Work to complete:
Examine each line of the data. Copy the line if it includes the word "still".

(Collected data entries)
>>>>

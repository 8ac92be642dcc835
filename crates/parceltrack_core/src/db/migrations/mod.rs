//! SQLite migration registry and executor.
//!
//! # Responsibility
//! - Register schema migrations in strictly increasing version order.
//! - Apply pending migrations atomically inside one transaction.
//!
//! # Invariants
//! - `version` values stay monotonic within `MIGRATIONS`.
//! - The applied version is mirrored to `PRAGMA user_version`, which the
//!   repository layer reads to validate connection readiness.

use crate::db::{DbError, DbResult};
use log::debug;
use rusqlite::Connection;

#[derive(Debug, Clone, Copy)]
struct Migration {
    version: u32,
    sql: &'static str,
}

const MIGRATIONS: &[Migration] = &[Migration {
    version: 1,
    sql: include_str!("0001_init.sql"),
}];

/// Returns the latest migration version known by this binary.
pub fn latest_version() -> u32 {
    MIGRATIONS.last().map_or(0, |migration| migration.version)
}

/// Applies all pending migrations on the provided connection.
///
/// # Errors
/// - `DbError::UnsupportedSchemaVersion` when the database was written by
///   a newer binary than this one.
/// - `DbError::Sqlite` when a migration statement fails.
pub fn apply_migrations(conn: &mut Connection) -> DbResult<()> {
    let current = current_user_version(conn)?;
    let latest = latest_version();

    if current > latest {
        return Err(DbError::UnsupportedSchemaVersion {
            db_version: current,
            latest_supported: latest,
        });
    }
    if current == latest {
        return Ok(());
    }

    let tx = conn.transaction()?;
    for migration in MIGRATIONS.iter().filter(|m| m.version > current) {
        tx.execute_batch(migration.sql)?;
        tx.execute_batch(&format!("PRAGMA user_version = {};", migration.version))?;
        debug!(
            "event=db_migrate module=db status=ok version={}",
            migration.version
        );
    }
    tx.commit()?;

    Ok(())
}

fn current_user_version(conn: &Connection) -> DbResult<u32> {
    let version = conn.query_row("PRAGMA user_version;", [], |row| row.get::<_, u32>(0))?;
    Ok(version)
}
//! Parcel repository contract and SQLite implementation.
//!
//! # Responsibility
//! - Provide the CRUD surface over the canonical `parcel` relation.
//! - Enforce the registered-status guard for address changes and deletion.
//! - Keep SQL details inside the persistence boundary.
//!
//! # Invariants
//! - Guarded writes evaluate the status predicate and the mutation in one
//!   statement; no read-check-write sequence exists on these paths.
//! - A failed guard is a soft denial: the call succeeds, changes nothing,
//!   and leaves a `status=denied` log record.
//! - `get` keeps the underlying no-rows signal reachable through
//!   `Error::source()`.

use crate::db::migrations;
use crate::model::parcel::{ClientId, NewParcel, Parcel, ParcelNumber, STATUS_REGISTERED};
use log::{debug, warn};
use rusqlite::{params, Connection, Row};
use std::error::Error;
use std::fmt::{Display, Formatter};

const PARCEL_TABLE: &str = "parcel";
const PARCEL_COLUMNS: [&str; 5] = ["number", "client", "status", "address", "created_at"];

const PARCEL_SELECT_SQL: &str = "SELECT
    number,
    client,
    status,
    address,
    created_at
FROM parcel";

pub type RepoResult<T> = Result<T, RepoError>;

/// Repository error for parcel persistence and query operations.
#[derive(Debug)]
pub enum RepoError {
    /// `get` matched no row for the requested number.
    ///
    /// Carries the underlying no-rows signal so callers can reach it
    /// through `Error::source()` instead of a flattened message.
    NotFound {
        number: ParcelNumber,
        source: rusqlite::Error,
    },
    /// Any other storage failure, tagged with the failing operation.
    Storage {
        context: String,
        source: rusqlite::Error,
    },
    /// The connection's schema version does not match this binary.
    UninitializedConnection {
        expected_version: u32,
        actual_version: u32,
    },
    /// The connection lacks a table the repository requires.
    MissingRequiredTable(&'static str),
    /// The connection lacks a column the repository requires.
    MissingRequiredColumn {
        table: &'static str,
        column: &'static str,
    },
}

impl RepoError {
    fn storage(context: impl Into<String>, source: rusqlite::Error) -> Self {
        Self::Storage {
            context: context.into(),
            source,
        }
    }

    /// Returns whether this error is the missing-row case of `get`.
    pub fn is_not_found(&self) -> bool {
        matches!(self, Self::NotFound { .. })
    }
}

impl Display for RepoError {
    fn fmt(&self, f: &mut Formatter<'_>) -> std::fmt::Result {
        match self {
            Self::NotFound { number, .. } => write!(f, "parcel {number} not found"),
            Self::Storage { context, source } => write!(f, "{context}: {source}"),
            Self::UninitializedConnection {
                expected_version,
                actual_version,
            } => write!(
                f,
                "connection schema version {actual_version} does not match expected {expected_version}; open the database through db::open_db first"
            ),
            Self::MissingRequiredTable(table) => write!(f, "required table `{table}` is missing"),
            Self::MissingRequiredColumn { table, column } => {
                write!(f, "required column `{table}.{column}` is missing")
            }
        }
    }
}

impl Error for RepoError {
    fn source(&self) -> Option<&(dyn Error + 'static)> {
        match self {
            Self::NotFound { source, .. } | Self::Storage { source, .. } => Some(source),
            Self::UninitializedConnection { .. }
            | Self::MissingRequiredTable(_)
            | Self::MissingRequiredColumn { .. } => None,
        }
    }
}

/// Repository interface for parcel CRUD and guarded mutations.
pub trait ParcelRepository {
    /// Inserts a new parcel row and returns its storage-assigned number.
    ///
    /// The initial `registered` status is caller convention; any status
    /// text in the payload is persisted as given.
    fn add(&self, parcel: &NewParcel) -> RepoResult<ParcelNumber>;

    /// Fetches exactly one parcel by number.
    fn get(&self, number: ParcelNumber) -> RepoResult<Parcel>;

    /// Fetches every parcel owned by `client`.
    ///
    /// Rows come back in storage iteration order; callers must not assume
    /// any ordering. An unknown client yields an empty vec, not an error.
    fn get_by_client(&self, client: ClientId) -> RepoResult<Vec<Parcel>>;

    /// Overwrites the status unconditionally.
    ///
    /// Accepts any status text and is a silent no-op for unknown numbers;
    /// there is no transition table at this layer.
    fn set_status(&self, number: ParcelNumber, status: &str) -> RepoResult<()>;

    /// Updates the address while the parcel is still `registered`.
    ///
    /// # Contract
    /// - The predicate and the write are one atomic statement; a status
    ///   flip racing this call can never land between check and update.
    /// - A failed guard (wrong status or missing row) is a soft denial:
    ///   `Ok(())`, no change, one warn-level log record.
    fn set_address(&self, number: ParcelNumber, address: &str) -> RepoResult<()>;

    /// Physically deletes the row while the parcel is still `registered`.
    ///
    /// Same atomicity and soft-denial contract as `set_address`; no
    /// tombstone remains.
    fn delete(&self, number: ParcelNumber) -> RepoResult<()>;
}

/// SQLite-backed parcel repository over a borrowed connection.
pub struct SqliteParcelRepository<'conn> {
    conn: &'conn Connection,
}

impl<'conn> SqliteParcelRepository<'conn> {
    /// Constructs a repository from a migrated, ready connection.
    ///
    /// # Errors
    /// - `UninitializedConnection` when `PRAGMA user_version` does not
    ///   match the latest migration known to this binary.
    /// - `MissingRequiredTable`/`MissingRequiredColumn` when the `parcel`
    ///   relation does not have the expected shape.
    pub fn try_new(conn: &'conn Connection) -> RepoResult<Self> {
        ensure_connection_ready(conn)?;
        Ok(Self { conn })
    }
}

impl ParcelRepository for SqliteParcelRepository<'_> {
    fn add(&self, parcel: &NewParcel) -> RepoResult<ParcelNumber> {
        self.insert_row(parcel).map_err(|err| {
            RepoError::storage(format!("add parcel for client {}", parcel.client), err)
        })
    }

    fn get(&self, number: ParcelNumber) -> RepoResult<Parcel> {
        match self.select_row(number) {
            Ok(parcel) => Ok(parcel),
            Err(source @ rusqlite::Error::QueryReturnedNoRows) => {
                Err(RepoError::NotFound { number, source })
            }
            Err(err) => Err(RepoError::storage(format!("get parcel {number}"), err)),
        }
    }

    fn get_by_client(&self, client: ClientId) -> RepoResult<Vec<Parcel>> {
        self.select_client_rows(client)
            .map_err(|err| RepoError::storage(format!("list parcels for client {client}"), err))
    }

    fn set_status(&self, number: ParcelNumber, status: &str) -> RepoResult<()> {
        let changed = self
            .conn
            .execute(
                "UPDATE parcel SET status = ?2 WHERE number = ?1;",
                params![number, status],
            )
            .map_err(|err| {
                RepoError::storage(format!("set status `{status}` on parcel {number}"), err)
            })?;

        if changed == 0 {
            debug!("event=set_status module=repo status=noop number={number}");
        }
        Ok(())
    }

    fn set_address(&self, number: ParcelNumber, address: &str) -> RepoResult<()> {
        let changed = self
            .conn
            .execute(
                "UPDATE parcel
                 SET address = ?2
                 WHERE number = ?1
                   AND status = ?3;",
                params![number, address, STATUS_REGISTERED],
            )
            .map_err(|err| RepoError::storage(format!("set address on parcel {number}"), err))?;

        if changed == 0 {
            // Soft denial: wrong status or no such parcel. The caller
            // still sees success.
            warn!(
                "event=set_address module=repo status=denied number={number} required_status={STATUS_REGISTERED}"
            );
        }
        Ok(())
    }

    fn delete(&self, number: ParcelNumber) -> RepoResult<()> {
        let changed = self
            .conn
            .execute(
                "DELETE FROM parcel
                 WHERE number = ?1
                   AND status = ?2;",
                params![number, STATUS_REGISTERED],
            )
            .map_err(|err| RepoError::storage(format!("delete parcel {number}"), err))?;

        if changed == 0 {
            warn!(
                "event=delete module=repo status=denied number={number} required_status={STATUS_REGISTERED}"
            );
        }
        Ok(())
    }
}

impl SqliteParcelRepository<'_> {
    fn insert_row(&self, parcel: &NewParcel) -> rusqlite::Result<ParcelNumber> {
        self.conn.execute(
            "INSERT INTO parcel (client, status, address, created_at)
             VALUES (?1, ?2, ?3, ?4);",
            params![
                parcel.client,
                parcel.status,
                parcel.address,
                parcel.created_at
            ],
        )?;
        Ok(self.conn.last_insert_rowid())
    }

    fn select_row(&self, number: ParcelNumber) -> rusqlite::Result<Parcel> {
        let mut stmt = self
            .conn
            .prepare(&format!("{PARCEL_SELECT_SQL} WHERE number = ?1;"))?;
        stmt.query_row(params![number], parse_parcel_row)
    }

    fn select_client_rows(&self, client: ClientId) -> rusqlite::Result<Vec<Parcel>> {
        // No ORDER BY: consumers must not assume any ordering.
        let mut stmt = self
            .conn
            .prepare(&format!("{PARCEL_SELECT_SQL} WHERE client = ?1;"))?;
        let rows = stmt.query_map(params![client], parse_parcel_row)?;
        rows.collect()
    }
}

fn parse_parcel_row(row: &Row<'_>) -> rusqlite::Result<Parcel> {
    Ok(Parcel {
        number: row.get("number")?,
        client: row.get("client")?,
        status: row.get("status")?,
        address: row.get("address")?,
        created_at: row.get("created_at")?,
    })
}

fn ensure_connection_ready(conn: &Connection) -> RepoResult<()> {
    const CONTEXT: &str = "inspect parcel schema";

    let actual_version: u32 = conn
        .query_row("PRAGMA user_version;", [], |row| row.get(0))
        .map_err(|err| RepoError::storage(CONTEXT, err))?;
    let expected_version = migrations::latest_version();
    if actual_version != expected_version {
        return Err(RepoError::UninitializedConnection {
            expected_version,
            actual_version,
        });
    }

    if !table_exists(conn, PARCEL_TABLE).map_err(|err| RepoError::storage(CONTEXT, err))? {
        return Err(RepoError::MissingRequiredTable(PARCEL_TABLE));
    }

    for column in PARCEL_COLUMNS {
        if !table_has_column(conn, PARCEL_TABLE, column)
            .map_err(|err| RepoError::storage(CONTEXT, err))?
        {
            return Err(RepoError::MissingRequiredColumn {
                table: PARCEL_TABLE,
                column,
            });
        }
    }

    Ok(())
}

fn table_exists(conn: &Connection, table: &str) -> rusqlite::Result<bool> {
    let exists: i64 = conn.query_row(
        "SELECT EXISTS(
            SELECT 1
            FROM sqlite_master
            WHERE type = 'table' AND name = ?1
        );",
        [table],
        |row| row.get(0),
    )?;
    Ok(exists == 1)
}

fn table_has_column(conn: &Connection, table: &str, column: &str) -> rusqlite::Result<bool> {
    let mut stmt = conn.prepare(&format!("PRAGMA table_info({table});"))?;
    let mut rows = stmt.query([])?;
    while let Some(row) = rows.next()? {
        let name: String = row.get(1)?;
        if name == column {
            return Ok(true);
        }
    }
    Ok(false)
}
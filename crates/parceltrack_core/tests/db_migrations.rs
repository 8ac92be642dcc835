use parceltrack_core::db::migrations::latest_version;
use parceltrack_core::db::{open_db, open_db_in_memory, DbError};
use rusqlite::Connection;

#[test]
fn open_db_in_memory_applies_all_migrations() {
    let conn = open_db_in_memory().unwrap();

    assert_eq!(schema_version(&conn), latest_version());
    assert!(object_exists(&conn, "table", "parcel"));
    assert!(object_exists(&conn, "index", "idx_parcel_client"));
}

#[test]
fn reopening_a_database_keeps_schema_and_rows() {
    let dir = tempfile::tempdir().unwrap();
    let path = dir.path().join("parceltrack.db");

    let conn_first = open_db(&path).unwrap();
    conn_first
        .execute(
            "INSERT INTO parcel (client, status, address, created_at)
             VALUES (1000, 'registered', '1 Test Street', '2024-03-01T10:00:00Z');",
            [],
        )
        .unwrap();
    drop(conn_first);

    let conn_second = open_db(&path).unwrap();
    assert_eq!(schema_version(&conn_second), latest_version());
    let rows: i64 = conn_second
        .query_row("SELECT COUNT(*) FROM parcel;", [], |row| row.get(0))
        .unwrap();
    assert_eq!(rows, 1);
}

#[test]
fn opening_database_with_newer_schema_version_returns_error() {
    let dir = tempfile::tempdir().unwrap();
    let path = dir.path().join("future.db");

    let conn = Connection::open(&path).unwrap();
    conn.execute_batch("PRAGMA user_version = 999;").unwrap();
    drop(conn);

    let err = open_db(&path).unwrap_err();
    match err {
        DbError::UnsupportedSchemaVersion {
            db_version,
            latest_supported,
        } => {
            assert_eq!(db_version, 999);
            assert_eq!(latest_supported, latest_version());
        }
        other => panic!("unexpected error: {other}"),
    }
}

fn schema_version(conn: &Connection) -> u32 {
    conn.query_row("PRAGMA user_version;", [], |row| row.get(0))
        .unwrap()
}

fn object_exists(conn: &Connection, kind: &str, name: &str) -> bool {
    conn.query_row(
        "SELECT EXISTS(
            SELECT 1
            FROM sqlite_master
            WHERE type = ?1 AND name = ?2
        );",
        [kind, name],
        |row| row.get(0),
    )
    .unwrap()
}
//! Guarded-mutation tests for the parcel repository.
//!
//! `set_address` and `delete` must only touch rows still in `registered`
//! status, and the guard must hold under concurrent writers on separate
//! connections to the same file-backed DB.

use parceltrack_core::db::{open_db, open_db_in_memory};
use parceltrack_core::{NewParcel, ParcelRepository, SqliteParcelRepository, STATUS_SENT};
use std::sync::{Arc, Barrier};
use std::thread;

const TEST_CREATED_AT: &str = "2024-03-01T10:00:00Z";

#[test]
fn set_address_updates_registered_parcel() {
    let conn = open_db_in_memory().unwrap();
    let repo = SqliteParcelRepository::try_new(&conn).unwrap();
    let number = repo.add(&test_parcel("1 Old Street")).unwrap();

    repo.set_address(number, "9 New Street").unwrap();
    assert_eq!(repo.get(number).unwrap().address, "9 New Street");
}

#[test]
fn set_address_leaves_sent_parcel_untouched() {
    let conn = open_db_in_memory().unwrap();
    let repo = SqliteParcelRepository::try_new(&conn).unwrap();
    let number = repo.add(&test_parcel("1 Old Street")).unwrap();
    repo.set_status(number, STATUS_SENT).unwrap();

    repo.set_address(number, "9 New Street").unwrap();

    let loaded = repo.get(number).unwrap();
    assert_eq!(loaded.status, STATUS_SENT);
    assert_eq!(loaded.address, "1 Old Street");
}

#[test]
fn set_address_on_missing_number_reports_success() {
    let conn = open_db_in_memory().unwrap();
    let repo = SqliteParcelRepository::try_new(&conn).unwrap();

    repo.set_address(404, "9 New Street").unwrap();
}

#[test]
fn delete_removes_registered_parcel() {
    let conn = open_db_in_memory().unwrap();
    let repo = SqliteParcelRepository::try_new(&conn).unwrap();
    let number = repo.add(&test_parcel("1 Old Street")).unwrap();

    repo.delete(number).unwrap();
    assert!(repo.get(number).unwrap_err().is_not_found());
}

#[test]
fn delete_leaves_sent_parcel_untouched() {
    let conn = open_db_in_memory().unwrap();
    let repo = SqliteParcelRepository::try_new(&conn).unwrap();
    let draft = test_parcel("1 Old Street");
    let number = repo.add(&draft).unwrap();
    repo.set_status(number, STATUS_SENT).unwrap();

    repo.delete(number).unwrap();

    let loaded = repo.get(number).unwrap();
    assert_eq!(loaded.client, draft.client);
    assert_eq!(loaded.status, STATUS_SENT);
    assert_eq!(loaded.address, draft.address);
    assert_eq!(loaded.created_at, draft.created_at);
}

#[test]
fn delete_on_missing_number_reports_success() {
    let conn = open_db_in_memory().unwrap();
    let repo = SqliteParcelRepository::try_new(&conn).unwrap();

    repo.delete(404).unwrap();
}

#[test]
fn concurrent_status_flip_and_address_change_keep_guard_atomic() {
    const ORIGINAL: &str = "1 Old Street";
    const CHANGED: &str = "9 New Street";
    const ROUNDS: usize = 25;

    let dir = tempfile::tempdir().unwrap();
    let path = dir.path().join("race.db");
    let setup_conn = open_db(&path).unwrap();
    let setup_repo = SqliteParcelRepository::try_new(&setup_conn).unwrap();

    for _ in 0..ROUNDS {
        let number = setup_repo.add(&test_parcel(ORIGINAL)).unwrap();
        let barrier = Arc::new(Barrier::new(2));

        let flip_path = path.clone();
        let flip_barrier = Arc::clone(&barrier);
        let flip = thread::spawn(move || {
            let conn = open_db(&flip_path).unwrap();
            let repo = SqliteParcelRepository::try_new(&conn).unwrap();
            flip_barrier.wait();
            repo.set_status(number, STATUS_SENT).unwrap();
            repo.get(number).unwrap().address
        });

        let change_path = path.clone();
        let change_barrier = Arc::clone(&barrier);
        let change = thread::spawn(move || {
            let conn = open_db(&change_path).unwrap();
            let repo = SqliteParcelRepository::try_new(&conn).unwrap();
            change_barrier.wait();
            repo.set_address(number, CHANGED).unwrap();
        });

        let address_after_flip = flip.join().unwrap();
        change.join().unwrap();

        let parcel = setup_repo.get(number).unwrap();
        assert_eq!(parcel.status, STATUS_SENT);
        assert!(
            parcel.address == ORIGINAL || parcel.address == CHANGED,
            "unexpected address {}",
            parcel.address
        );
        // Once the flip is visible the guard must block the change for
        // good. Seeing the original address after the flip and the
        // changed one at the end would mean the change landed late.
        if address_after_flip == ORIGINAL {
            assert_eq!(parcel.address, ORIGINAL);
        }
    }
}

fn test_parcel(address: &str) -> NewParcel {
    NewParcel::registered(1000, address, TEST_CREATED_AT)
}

<<<<

Solution below:
    /// Updates the address while the parcel is still `registered`.
    /// Physically deletes the row while the parcel is still `registered`.
            // still sees success.
//! `set_address` and `delete` must only touch rows still in `registered`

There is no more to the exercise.